The peculiarities of invoices and receipts mean it’s also a difficult problem to solve at scale—invoices and receipts all look different, because each vendor designs its own documents independently. The labels are imperfect and inconsistent. Vendor name is often not explicitly labeled and has to be interpreted based on context. Other important information such as customer number, customer ID, or account ID are labeled differently from document to document.
To solve this problem, you can use Amazon Textract to process invoices and receipts at scale. Amazon Textract works with any style of invoice or receipt, no templates or configuration required, and extracts relevant data that can be tricky to extract such as contact information, items purchased, and vendor name from those documents. That includes the line-item details, not just the headline amounts.
Amazon Textract also identifies vendor names that are critical for your workflows but may not be explicitly labeled. For example, Amazon Textract can find the vendor name on a receipt even if it’s only indicated within a logo at the top of the page without an explicit key-value pair combination.
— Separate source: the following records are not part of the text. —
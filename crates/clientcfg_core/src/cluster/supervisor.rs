//! The seam between the cluster controller and the processes it runs.

use super::descriptor::ClusterDescriptor;
use crate::error::{HarnessError, Result};
use std::fs;
use std::process::{Child, Command, Stdio};
use std::thread;
use std::time::{Duration, Instant};
use tracing::{debug, info, warn};

const POLL_INTERVAL: Duration = Duration::from_millis(100);

/// Starts and stops the processes of one cluster.
///
/// Implementations must be able to `launch` again after `shutdown`, with a
/// descriptor whose binaries have changed.
pub trait Supervisor: Send {
    /// Starts the cluster processes described by `cluster`.
    fn launch(&mut self, cluster: &ClusterDescriptor) -> Result<()>;

    /// Blocks until the cluster accepts a database-creation call.
    ///
    /// # Errors
    ///
    /// Returns `ClusterNotReady` once `timeout` elapses.
    fn create_database(&mut self, cluster: &ClusterDescriptor, timeout: Duration) -> Result<()>;

    /// Stops every process started by `launch`. Idempotent.
    fn shutdown(&mut self) -> Result<()>;
}

/// Supervisor that runs the cluster under its own process monitor.
///
/// The monitor reads a generated configuration and keeps one server process
/// alive per port; the CLI binary is used to create the database.
pub struct MonitorSupervisor {
    monitor: Option<Child>,
    stop_timeout: Duration,
}

impl MonitorSupervisor {
    /// Creates a supervisor that waits `stop_timeout` for a graceful stop.
    pub fn new(stop_timeout: Duration) -> Self {
        Self {
            monitor: None,
            stop_timeout,
        }
    }

    /// Renders the monitor configuration for `cluster`.
    pub fn monitor_config(cluster: &ClusterDescriptor) -> String {
        let mut conf = format!(
            "[fdbmonitor]\n\
             \n\
             [general]\n\
             restart-delay = 10\n\
             cluster-file = {cluster_file}\n\
             \n\
             [fdbserver]\n\
             command = {server}\n\
             public-address = 127.0.0.1:$ID\n\
             listen-address = public\n\
             datadir = {data}/$ID\n\
             logdir = {log}\n",
            cluster_file = cluster.cluster_file.display(),
            server = cluster.server_bin.display(),
            data = cluster.data_dir().display(),
            log = cluster.log_dir().display(),
        );
        for port in &cluster.ports {
            conf.push_str(&format!("\n[fdbserver.{}]\n", port));
        }
        conf
    }

    fn write_config(cluster: &ClusterDescriptor) -> Result<std::path::PathBuf> {
        for dir in [cluster.etc_dir(), cluster.data_dir(), cluster.log_dir()] {
            fs::create_dir_all(dir)?;
        }
        let path = cluster.etc_dir().join("foundationdb.conf");
        fs::write(&path, Self::monitor_config(cluster))?;
        Ok(path)
    }

    fn run_cli(cluster: &ClusterDescriptor, command: &str) -> Result<bool> {
        let status = Command::new(&cluster.cli_bin)
            .arg("-C")
            .arg(&cluster.cluster_file)
            .args(["--timeout", "5", "--exec", command])
            .envs(&cluster.env)
            .stdout(Stdio::null())
            .stderr(Stdio::null())
            .status()
            .map_err(|source| HarnessError::Spawn {
                program: cluster.cli_bin.clone(),
                source,
            })?;
        Ok(status.success())
    }
}

impl Supervisor for MonitorSupervisor {
    fn launch(&mut self, cluster: &ClusterDescriptor) -> Result<()> {
        if self.monitor.is_some() {
            return Err(HarnessError::Supervisor(
                "cluster processes are already running".into(),
            ));
        }

        let conf = Self::write_config(cluster)?;
        let child = Command::new(&cluster.monitor_bin)
            .arg("--conffile")
            .arg(&conf)
            .arg("--lockfile")
            .arg(cluster.root.join("fdbmonitor.pid"))
            .envs(&cluster.env)
            .stdout(Stdio::null())
            .stderr(Stdio::null())
            .spawn()
            .map_err(|source| HarnessError::Spawn {
                program: cluster.monitor_bin.clone(),
                source,
            })?;

        info!(pid = child.id(), version = %cluster.version, "Started process monitor");
        self.monitor = Some(child);
        Ok(())
    }

    fn create_database(&mut self, cluster: &ClusterDescriptor, timeout: Duration) -> Result<()> {
        let deadline = Instant::now() + timeout;
        loop {
            if Self::run_cli(cluster, "configure new single memory")? {
                info!(version = %cluster.version, "Database created");
                return Ok(());
            }
            if Instant::now() >= deadline {
                return Err(HarnessError::ClusterNotReady {
                    version: cluster.version,
                    timeout_secs: timeout.as_secs(),
                });
            }
            debug!("Cluster not ready yet, retrying database creation");
            thread::sleep(POLL_INTERVAL);
        }
    }

    fn shutdown(&mut self) -> Result<()> {
        let Some(mut child) = self.monitor.take() else {
            return Ok(());
        };

        // The monitor stops its servers on SIGTERM; SIGKILL would orphan them.
        terminate(child.id());
        let deadline = Instant::now() + self.stop_timeout;
        loop {
            if child.try_wait()?.is_some() {
                break;
            }
            if Instant::now() >= deadline {
                warn!(pid = child.id(), "Process monitor ignored SIGTERM, killing");
                let _ = child.kill();
                child.wait()?;
                break;
            }
            thread::sleep(POLL_INTERVAL);
        }
        info!("Stopped process monitor");
        Ok(())
    }
}

impl Drop for MonitorSupervisor {
    fn drop(&mut self) {
        if let Some(mut child) = self.monitor.take() {
            let _ = child.kill();
            let _ = child.wait();
        }
    }
}

#[cfg(unix)]
fn terminate(pid: u32) {
    let _ = Command::new("kill")
        .args(["-TERM", &pid.to_string()])
        .stdout(Stdio::null())
        .stderr(Stdio::null())
        .status();
}

#[cfg(not(unix))]
fn terminate(_pid: u32) {}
Amazon Textract also makes it easy to consolidate input from diverse receipts and invoices. Different documents use different words for the same concept. For example, Amazon Textract maps relationships between field names in different documents such as
customer number, and
account ID, and outputs standard taxonomy (in this case,
INVOICE_RECEIPT_ID), thereby representing data consistently across document types.
Amazon Textract console walkthrough
Before we get started with the API and code samples, let’s review the Amazon Textract console. The following images show examples of both an invoice and a receipt document on the Analyze Expense output tab of the Amazon Textract console.
Amazon Textract automatically detects the vendor name, invoice number, ship to address, and more from the sample invoice and displays them on the Summary Fields tab. It also represents the standard taxonomy of fields in brackets next to the actual value on the document. For example, it identifies “INVOICE #” as the standard field
Additionally, Amazon Textract detects the items purchased and displays them on the Line Item Fields tab.
The following is a similar example of a receipt. Amazon Textract detects “Whole Foods Market” as
VENDOR_NAME even though the receipt doesn’t explicitly mention it as the vendor name.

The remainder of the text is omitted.